One of vital objectives in the development of a spread spectrum communications portable terminal is to save space and power.
Therefore, the conventional diversity receiving circuit requiring wireless receiving units which are difficult to be put into LSIs, and the number of which is equal to the number of antennas, is a big obstacle to this objective.
An object of the present invention is to provide a diversity receiving circuit which can save space and power.

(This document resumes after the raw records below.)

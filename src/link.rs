//! # Network link capability.
//!
//! The connectivity supervisor only observes the link: it learns about it
//! through [`ConnEvent::LinkAcquired`] / [`ConnEvent::LinkLost`] and asks for a
//! reacquire with [`Link::reconnect`]. The retry loop of the link itself lives
//! with the implementation.
//!
//! On a host the "link" is the route to the broker. [`HostLinkWatcher`] probes
//! it on a fixed interval: the broker address is resolved and a UDP socket is
//! connected to it, which fails without sending anything when there is no
//! route. The signal level, when the host has a wireless interface, comes from
//! `/proc/net/wireless`.

use std::net::SocketAddr;
use std::path::PathBuf;
use std::sync::Arc;
use std::sync::atomic::{AtomicBool, Ordering};
use std::time::Duration;

use async_trait::async_trait;
use tokio::net::UdpSocket;
use tokio::sync::{Notify, mpsc};
use tokio_util::sync::CancellationToken;

use crate::connectivity::ConnEvent;
use crate::tasks::Task;

/// Upper bound for one reachability probe (name resolution included).
const PROBE_TIMEOUT: Duration = Duration::from_secs(2);

/// Network link capability consumed by the device core.
pub trait Link: Send + Sync + 'static {
    /// `true` while the link is established.
    fn is_connected(&self) -> bool;

    /// Asks the link to try to come back. Returns immediately.
    fn reconnect(&self);

    /// Link quality in dBm, when the link has one.
    fn rssi(&self) -> Option<i32>;
}

/// Host [`Link`] handle. State is maintained by its [`HostLinkWatcher`].
#[derive(Clone, Debug)]
pub struct HostLink {
    connected: Arc<AtomicBool>,
    wake: Arc<Notify>,
    wireless: PathBuf,
}

/// Periodic reachability probe feeding link events to the supervisor.
pub struct HostLinkWatcher {
    target: String,
    interval: Duration,
    connected: Arc<AtomicBool>,
    wake: Arc<Notify>,
    events: mpsc::Sender<ConnEvent>,
}

impl HostLink {
    /// Creates the handle and its watcher. `target` is a `host:port` pair.
    pub fn new(
        target: impl Into<String>,
        interval: Duration,
        events: mpsc::Sender<ConnEvent>,
    ) -> (Self, HostLinkWatcher) {
        let connected = Arc::new(AtomicBool::new(false));
        let wake = Arc::new(Notify::new());
        let link = Self {
            connected: Arc::clone(&connected),
            wake: Arc::clone(&wake),
            wireless: PathBuf::from("/proc/net/wireless"),
        };
        let watcher = HostLinkWatcher {
            target: target.into(),
            interval,
            connected,
            wake,
            events,
        };
        (link, watcher)
    }

    /// Overrides the wireless statistics file (for tests).
    pub fn with_wireless_path(mut self, path: impl Into<PathBuf>) -> Self {
        self.wireless = path.into();
        self
    }
}

impl Link for HostLink {
    fn is_connected(&self) -> bool {
        self.connected.load(Ordering::Acquire)
    }

    fn reconnect(&self) {
        self.wake.notify_one();
    }

    fn rssi(&self) -> Option<i32> {
        let contents = std::fs::read_to_string(&self.wireless).ok()?;
        parse_wireless_level(&contents)
    }
}

/// Returns the signal level of the first interface listed in `/proc/net/wireless`.
///
/// ```text
/// Inter-| sta-|   Quality        |   Discarded packets ...
///  face | tus | link level noise |  nwid  crypt ...
///  wlan0: 0000   54.  -56.  -256        0      0 ...
/// ```
fn parse_wireless_level(contents: &str) -> Option<i32> {
    contents
        .lines()
        .skip(2)
        .find_map(|line| {
            let (_, stats) = line.split_once(':')?;
            let level = stats.split_whitespace().nth(2)?;
            level.trim_end_matches('.').parse::<f64>().ok()
        })
        .map(|v| v as i32)
}

impl HostLinkWatcher {
    async fn probe(&self) -> bool {
        let attempt = async {
            let addr: SocketAddr = tokio::net::lookup_host(&self.target).await.ok()?.next()?;
            let bind: SocketAddr = if addr.is_ipv4() {
                ([0u8; 4], 0).into()
            } else {
                ([0u16; 8], 0).into()
            };
            let socket = UdpSocket::bind(bind).await.ok()?;
            socket.connect(addr).await.ok()
        };
        matches!(tokio::time::timeout(PROBE_TIMEOUT, attempt).await, Ok(Some(())))
    }

    /// Records the probe result; returns the event to report on a change.
    fn update(&self, up: bool) -> Option<ConnEvent> {
        let was = self.connected.swap(up, Ordering::AcqRel);
        match (was, up) {
            (false, true) => Some(ConnEvent::LinkAcquired),
            (true, false) => Some(ConnEvent::LinkLost),
            _ => None,
        }
    }
}

#[async_trait]
impl Task for HostLinkWatcher {
    fn name(&self) -> &str {
        "link"
    }

    async fn run(&mut self, ctx: CancellationToken) {
        loop {
            let up = tokio::select! {
                up = self.probe() => up,
                _ = ctx.cancelled() => break,
            };
            if let Some(ev) = self.update(up) {
                tracing::info!(probe = %self.target, event = ev.as_label(), "link changed");
                if self.events.send(ev).await.is_err() {
                    break;
                }
            }

            tokio::select! {
                _ = tokio::time::sleep(self.interval) => {}
                _ = self.wake.notified() => {}
                _ = ctx.cancelled() => break,
            }
        }
    }
}

#[cfg(test)]
mod tests {
    use super::*;

    const WIRELESS: &str = "\
Inter-| sta-|   Quality        |   Discarded packets               | Missed | WE
 face | tus | link level noise |  nwid  crypt   frag  retry   misc | beacon | 22
 wlan0: 0000   54.  -56.  -256        0      0      0      0      0        0
";

    #[test]
    fn parses_wireless_level() {
        assert_eq!(parse_wireless_level(WIRELESS), Some(-56));
        assert_eq!(parse_wireless_level("header\nheader\n"), None);
    }

    #[test]
    fn rssi_is_none_without_wireless_stats() {
        let (tx, _rx) = mpsc::channel(1);
        let (link, _watcher) = HostLink::new("127.0.0.1:1883", Duration::from_secs(5), tx);
        let link = link.with_wireless_path("/nonexistent/wireless");
        assert_eq!(link.rssi(), None);
    }

    #[test]
    fn rssi_reads_wireless_file() {
        let file = tempfile::NamedTempFile::new().unwrap();
        std::fs::write(file.path(), WIRELESS).unwrap();
        let (tx, _rx) = mpsc::channel(1);
        let (link, _watcher) = HostLink::new("127.0.0.1:1883", Duration::from_secs(5), tx);
        assert_eq!(link.with_wireless_path(file.path()).rssi(), Some(-56));
    }

    #[test]
    fn update_reports_only_changes() {
        let (tx, _rx) = mpsc::channel(1);
        let (link, watcher) = HostLink::new("127.0.0.1:1883", Duration::from_secs(5), tx);

        assert_eq!(watcher.update(false), None);
        assert_eq!(watcher.update(true), Some(ConnEvent::LinkAcquired));
        assert!(link.is_connected());
        assert_eq!(watcher.update(true), None);
        assert_eq!(watcher.update(false), Some(ConnEvent::LinkLost));
        assert!(!link.is_connected());
    }

    #[tokio::test]
    async fn loopback_target_is_reachable() {
        let (tx, mut rx) = mpsc::channel(4);
        let (link, mut watcher) = HostLink::new("127.0.0.1:1883", Duration::from_secs(60), tx);

        let ctx = CancellationToken::new();
        let child = ctx.clone();
        let handle = tokio::spawn(async move { watcher.run(child).await });

        let ev = tokio::time::timeout(Duration::from_secs(5), rx.recv())
            .await
            .expect("probe finishes")
            .expect("channel open");
        assert_eq!(ev, ConnEvent::LinkAcquired);
        assert!(link.is_connected());

        ctx.cancel();
        handle.await.unwrap();
    }
}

A diversity receiving device according to the present invention, which uses a plurality of antennas in spread spectrum communications, comprises: a plurality of antennas; a switching unit for switching between the signals from the plurality of antennas, and outputting the switched signals; a wireless receiving unit for receiving the signal in which the signals from the plurality of antennas are alternately arranged in time series, and for detecting the signal; a separating unit for separating the detected signal including the signals from the plurality of antennas into the respective signals from the plurality of antennas; an extracting unit for extracting despreading timings from the signals output from the separating unit; and a decoding unit for despreading the detected signal including the signals from the plurality of antennas at the despreading timings extracted by the extracting unit, for RAKE-receiving the despread signal, and for decoding the signal.
A diversity receiving method according to the present invention, which uses a plurality of antennas in spread spectrum communications, comprising the steps of: (a) switching between the signals from the plurality of antennas, and outputting the switched signals; (b) receiving the signal obtained in the above described step (a), in which the signals from the plurality of antennas are alternately arranged in time series, and detecting the signal; (c) separating the detected signal, which is obtained in the step (b) and includes the signals from the plurality of channels, into the respective signals from the plurality of antennas; (d) extracting the despreading timings from the signals obtained in the step (c); and (e) despreading the detection signal of the signals from the plurality of antennas at the despreading timings extracted in the step (d), RAKE-receiving the despread signal, and decoding the RAKE-received signal.
According to the present invention, even if a plurality of antennas are arranged for diversity reception, only one configuration for detecting the signals from the plurality of antennas can be arranged and shared for the antennas. Even if the number of antennas increases, the configuration required for making detection remains to be only one. As a result, the hardware configuration can be simplified, which leads to a reduction in device size. Furthermore, since only one configuration for making detection is arranged for a plurality of antennas, thereby consuming less power.